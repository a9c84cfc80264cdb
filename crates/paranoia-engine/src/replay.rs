//! Deterministic replay with command recording and checkpoint verification.
//!
//! A [`ReplayRecorder`] captures the commands queued before every tick plus
//! periodic state hash checkpoints, producing a [`ReplayLog`]. [`replay`]
//! restores the log's initial save, queues the recorded commands
//! tick-by-tick, and compares state hashes at each checkpoint.
//!
//! # Recording and replaying
//!
//! ```
//! use paranoia_engine::prelude::*;
//!
//! let mut engine = Engine::new(4, EngineConfig::default()).unwrap();
//! let mut recorder = ReplayRecorder::new(engine.capture_save().unwrap(), 5);
//!
//! for i in 0..20u64 {
//!     let commands = if i == 3 { vec![Command::Verify] } else { Vec::new() };
//!     let hash = engine.state_hash().unwrap();
//!     recorder.record_tick(engine.tick_count(), &commands, Some(hash)).unwrap();
//!     for cmd in commands {
//!         engine.queue(cmd);
//!     }
//!     engine.tick();
//! }
//! let log = recorder.finish();
//!
//! let mut other = Engine::new(99, EngineConfig::default()).unwrap();
//! let result = replay(&mut other, &log).unwrap();
//! assert!(result.completed);
//! assert!(result.first_divergence.is_none());
//! assert_eq!(other.state_hash().unwrap(), engine.state_hash().unwrap());
//! ```

use std::collections::BTreeMap;

use paranoia_kernel::commands::Command;
use serde::{Deserialize, Serialize};

use crate::engine::Engine;
use crate::snapshot::SaveData;

// ---------------------------------------------------------------------------
// ReplayLog
// ---------------------------------------------------------------------------

/// Initial save plus the ordered commands and checkpoints that followed it.
#[derive(Debug, Clone, Serialize, Deserialize)]
pub struct ReplayLog {
    /// Replay begins by restoring this save.
    pub initial_save: SaveData,
    /// Ticks recorded. Replay runs exactly this many.
    pub total_ticks: u64,
    pub entries: Vec<ReplayEntry>,
}

/// A single entry in a [`ReplayLog`].
#[derive(Debug, Clone, Serialize, Deserialize)]
pub enum ReplayEntry {
    /// Commands queued before the tick ran.
    Commands { tick: u64, commands: Vec<Command> },
    /// State hash taken before the tick ran.
    Checkpoint { tick: u64, state_hash: String },
}

/// The outcome of replaying a [`ReplayLog`].
#[derive(Debug, Clone, Serialize, Deserialize)]
pub struct ReplayResult {
    pub completed: bool,
    pub ticks_replayed: u64,
    /// First checkpoint whose hash did not match. `None` means deterministic.
    pub first_divergence: Option<ReplayDivergence>,
}

#[derive(Debug, Clone, Serialize, Deserialize)]
pub struct ReplayDivergence {
    pub tick: u64,
    pub expected_hash: String,
    pub actual_hash: String,
}

// ---------------------------------------------------------------------------
// ReplayRecorder
// ---------------------------------------------------------------------------

/// Records a run into a [`ReplayLog`].
///
/// Ticks must be recorded in strictly increasing order.
pub struct ReplayRecorder {
    log: ReplayLog,
    /// 0 means "checkpoint whenever a hash is supplied".
    checkpoint_interval: u64,
    ticks_recorded: u64,
    last_tick: Option<u64>,
}

impl ReplayRecorder {
    pub fn new(save: SaveData, checkpoint_interval: u64) -> Self {
        Self {
            log: ReplayLog {
                initial_save: save,
                total_ticks: 0,
                entries: Vec::new(),
            },
            checkpoint_interval,
            ticks_recorded: 0,
            last_tick: None,
        }
    }

    /// Record one tick. Call **before** the tick runs.
    ///
    /// Non-empty command lists are stored; `state_hash` becomes a checkpoint
    /// when the tick falls on the interval.
    pub fn record_tick(
        &mut self,
        tick: u64,
        commands: &[Command],
        state_hash: Option<String>,
    ) -> anyhow::Result<()> {
        if let Some(prev) = self.last_tick {
            if tick <= prev {
                anyhow::bail!("tick {tick} recorded after tick {prev}; ticks must increase");
            }
        }
        self.last_tick = Some(tick);
        self.ticks_recorded += 1;

        if !commands.is_empty() {
            self.log.entries.push(ReplayEntry::Commands {
                tick,
                commands: commands.to_vec(),
            });
        }

        if let Some(hash) = state_hash {
            let should_checkpoint = self.checkpoint_interval == 0 || tick % self.checkpoint_interval == 0;
            if should_checkpoint {
                self.log.entries.push(ReplayEntry::Checkpoint {
                    tick,
                    state_hash: hash,
                });
            }
        }
        Ok(())
    }

    pub fn finish(mut self) -> ReplayLog {
        self.log.total_ticks = self.ticks_recorded;
        self.log
    }
}

// ---------------------------------------------------------------------------
// replay()
// ---------------------------------------------------------------------------

/// Replay `log` on `engine`, stopping at the first checkpoint mismatch.
///
/// The log is validated (no duplicate entries, no tick overflow) and the
/// initial save is verified before the engine is touched, so on error the
/// engine is unchanged.
pub fn replay(engine: &mut Engine, log: &ReplayLog) -> anyhow::Result<ReplayResult> {
    let mut command_map: BTreeMap<u64, &[Command]> = BTreeMap::new();
    let mut checkpoint_map: BTreeMap<u64, &str> = BTreeMap::new();
    for entry in &log.entries {
        match entry {
            ReplayEntry::Commands { tick, commands } => {
                if command_map.insert(*tick, commands).is_some() {
                    anyhow::bail!("replay log has two command entries at tick {tick}");
                }
            }
            ReplayEntry::Checkpoint { tick, state_hash } => {
                if checkpoint_map.insert(*tick, state_hash).is_some() {
                    anyhow::bail!("replay log has two checkpoints at tick {tick}");
                }
            }
        }
    }

    let start_tick = log.initial_save.kernel.truth.tick;
    let total_ticks = log.total_ticks;
    if total_ticks == 0 {
        return Ok(ReplayResult {
            completed: true,
            ticks_replayed: 0,
            first_divergence: None,
        });
    }
    let end_tick = start_tick.checked_add(total_ticks).ok_or_else(|| {
        anyhow::anyhow!("tick range overflow: {start_tick} + {total_ticks} exceeds u64::MAX")
    })?;

    engine
        .restore_save(&log.initial_save)
        .map_err(|e| anyhow::anyhow!("failed to restore initial save for replay: {e}"))?;

    let mut ticks_replayed = 0;
    for tick in start_tick..end_tick {
        if let Some(expected) = checkpoint_map.get(&tick) {
            let actual = engine.state_hash()?;
            if actual != *expected {
                return Ok(ReplayResult {
                    completed: false,
                    ticks_replayed,
                    first_divergence: Some(ReplayDivergence {
                        tick,
                        expected_hash: (*expected).to_owned(),
                        actual_hash: actual,
                    }),
                });
            }
        }
        if let Some(commands) = command_map.get(&tick) {
            for cmd in commands.iter() {
                engine.queue(cmd.clone());
            }
        }
        engine.tick();
        ticks_replayed += 1;
    }

    Ok(ReplayResult {
        completed: true,
        ticks_replayed,
        first_divergence: None,
    })
}
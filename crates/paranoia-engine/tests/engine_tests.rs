//! Integration tests for the engine wrapper: the cycle pool, the queue, and
//! headline routing over a live kernel.

use paranoia_engine::prelude::*;

// ---------------------------------------------------------------------------
// Helpers
// ---------------------------------------------------------------------------

fn engine_with(cycles: u32) -> Engine {
    let config = EngineConfig {
        cycles_start: cycles,
        ..EngineConfig::default()
    };
    Engine::new(42, config).unwrap()
}

// ---------------------------------------------------------------------------
// Cycle pool
// ---------------------------------------------------------------------------

#[test]
fn costs_are_spent_and_regenerated() {
    let mut engine = engine_with(50);
    engine.queue(Command::Suppress {
        system: StationSystem::Air,
        duration: None,
    });
    engine.queue(Command::Verify);
    let report = engine.tick();
    assert!(report.rejected.is_empty());
    // 5 + 3 spent, 1 regenerated.
    assert_eq!(report.cycles, 43);
}

#[test]
fn queue_is_paid_in_order_until_the_pool_runs_dry() {
    let mut engine = engine_with(12);
    let first = engine.queue(Command::Vent { place: PlaceId::Mines });
    let second = engine.queue(Command::Verify);
    let third = engine.queue(Command::Seal { place: PlaceId::Mines });

    let report = engine.tick();
    let rejected: Vec<u64> = report.rejected.iter().map(|r| r.id).collect();
    assert_eq!(rejected, vec![second, third]);
    assert!(engine.kernel().state().truth.rooms[&PlaceId::Mines].vented);
    assert_ne!(first, second);
}

#[test]
fn surcharge_applies_from_restrictions_on() {
    let mut engine = engine_with(100);
    assert_eq!(engine.cost_of(&Command::Fabricate { target: CrewId::Doctor }), 7);
    engine.kernel_mut().state_mut().truth.reset_stage = ResetStage::Restrictions;
    assert_eq!(engine.cost_of(&Command::Fabricate { target: CrewId::Doctor }), 11);
}

#[test]
fn withdrawn_command_never_runs() {
    let mut engine = engine_with(100);
    let id = engine.queue(Command::Vent { place: PlaceId::Cargo });
    engine.withdraw(id).unwrap();
    let report = engine.tick();
    assert!(!engine.kernel().state().truth.rooms[&PlaceId::Cargo].vented);
    assert_eq!(report.cycles, 100);
    assert!(matches!(engine.withdraw(id), Err(EngineError::NoSuchQueued(_))));
}

#[test]
fn verify_on_cooldown_is_refunded() {
    let mut engine = engine_with(50);
    engine.queue(Command::Verify);
    assert_eq!(engine.tick().cycles, 48);

    engine.queue(Command::Verify);
    let report = engine.tick();
    assert_eq!(report.dropped, vec![Command::Verify]);
    assert!(report.rejected.is_empty());
    assert_eq!(report.cycles, 49);
    assert!(report.events.iter().any(|e| matches!(
        e.kind,
        EventKind::Station {
            action: StationAction::VerifyCooldown { .. }
        }
    )));
}

#[test]
fn unpowered_verify_is_refunded_with_a_headline() {
    let mut engine = engine_with(50);
    engine.kernel_mut().state_mut().truth.station.power = 0.5;
    engine.queue(Command::Verify);
    let report = engine.tick();
    assert_eq!(report.dropped, vec![Command::Verify]);
    assert_eq!(report.cycles, 51);
    assert!(report
        .headlines
        .iter()
        .any(|h| h.text.starts_with("VERIFY UNAVAILABLE: Insufficient power")));
}

#[test]
fn commands_after_the_ending_cost_nothing() {
    let mut engine = engine_with(50);
    for member in engine.kernel_mut().state_mut().truth.crew.values_mut() {
        member.alive = false;
    }
    let report = engine.tick();
    assert!(report.ending.is_some());
    assert_eq!(report.cycles, 51);

    engine.queue(Command::Vent { place: PlaceId::Mines });
    let report = engine.tick();
    assert_eq!(report.dropped, vec![Command::Vent { place: PlaceId::Mines }]);
    assert_eq!(report.cycles, 52);
}

// ---------------------------------------------------------------------------
// Headlines
// ---------------------------------------------------------------------------

#[test]
fn headlines_are_capped_every_tick() {
    let mut engine = engine_with(100);
    for _ in 0..200 {
        let report = engine.tick();
        assert!(report.headlines.len() <= MAX_HEADLINES);
        for headline in &report.headlines {
            assert_eq!(headline.tick, report.tick);
            assert!(!headline.text.is_empty());
        }
        if report.ending.is_some() {
            break;
        }
    }
}

#[test]
fn tamper_commands_stay_out_of_headlines() {
    let mut engine = engine_with(100);
    engine.queue(Command::Suppress {
        system: StationSystem::Radiation,
        duration: None,
    });
    let report = engine.tick();
    assert!(report.headlines.iter().all(|h| h.kind != "TAMPER_SUPPRESS"));
    assert!(report
        .events
        .iter()
        .any(|e| matches!(e.kind, EventKind::TamperSuppress { .. })));
}

#[test]
fn spoofed_alarm_makes_a_headline() {
    let mut engine = engine_with(100);
    engine.queue(Command::Spoof {
        system: StationSystem::Air,
    });
    let report = engine.tick();
    assert!(report
        .headlines
        .iter()
        .any(|h| h.kind == "SYSTEM_ALERT" && h.hint == RenderHint::Warning));
}

#[test]
fn event_log_keeps_the_latest_events() {
    let mut engine = Engine::new(
        6,
        EngineConfig {
            event_log_cap: 20,
            ..EngineConfig::default()
        },
    )
    .unwrap();
    engine.run_ticks(30);
    let ids: Vec<u64> = engine.event_log().iter().map(|e| e.id).collect();
    assert_eq!(ids.len(), 20);
    assert!(ids.windows(2).all(|w| w[0] < w[1]));
    let diagnostics = engine.last_diagnostics();
    assert!(diagnostics.total_time >= diagnostics.kernel_time);
}
// 🔍 Deduplication Gate - the single write path into the store
// A listing is the same listing when its exact (name, city) pair is already stored

use anyhow::Result;
use tracing::{debug, error, warn};

use crate::business::BusinessRecord;
use crate::db::BusinessStore;

// ============================================================================
// SAVE OUTCOME
// ============================================================================

#[derive(Debug, Clone, Copy, PartialEq, Eq)]
pub enum SaveOutcome {
    /// New listing written to the store
    Saved,

    /// `(name, city)` already stored; nothing written
    Duplicate,

    /// Empty name or city; nothing written
    MissingRequiredFields,
}

impl SaveOutcome {
    pub fn is_saved(&self) -> bool {
        matches!(self, SaveOutcome::Saved)
    }
}

// ============================================================================
// DEDUPLICATION GATE
// ============================================================================

/// Check-then-insert gate. There is no lock between the check and the
/// insert; the store's unique identity index is the backstop for a
/// concurrent writer.
pub struct DeduplicationGate<'a> {
    store: &'a BusinessStore,
}

impl<'a> DeduplicationGate<'a> {
    pub fn new(store: &'a BusinessStore) -> Self {
        DeduplicationGate { store }
    }

    /// Exact, case-sensitive lookup
    pub fn exists(&self, name: &str, city: &str) -> Result<bool> {
        self.store.exists(name, city)
    }

    /// Validate, check, insert. Store errors propagate.
    pub fn try_save(&self, record: &BusinessRecord) -> Result<SaveOutcome> {
        if !record.has_required_fields() {
            warn!(
                name = %record.name,
                city = %record.city(),
                "Skipping listing with missing name or city"
            );
            return Ok(SaveOutcome::MissingRequiredFields);
        }

        if self.exists(&record.name, record.city())? {
            debug!(name = %record.name, city = %record.city(), "Already stored");
            return Ok(SaveOutcome::Duplicate);
        }

        if self.store.insert(record)? {
            debug!(name = %record.name, city = %record.city(), category = %record.category, "Saved");
            Ok(SaveOutcome::Saved)
        } else {
            // Lost the race to another writer between check and insert
            Ok(SaveOutcome::Duplicate)
        }
    }

    /// True only when a new record was written. Never fails: store errors
    /// are logged and reported as false.
    pub fn save(&self, record: &BusinessRecord) -> bool {
        match self.try_save(record) {
            Ok(outcome) => outcome.is_saved(),
            Err(e) => {
                error!(name = %record.name, city = %record.city(), error = %e, "Failed to save listing");
                false
            }
        }
    }
}

// ============================================================================
// TESTS
// ============================================================================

■ ■ ■ ■ ■

#### YOUR INSTRUCTIONS:
Count, in the listing above, every line that includes "matches". The number is the whole answer.

#### REPLY TO THE TASK:
4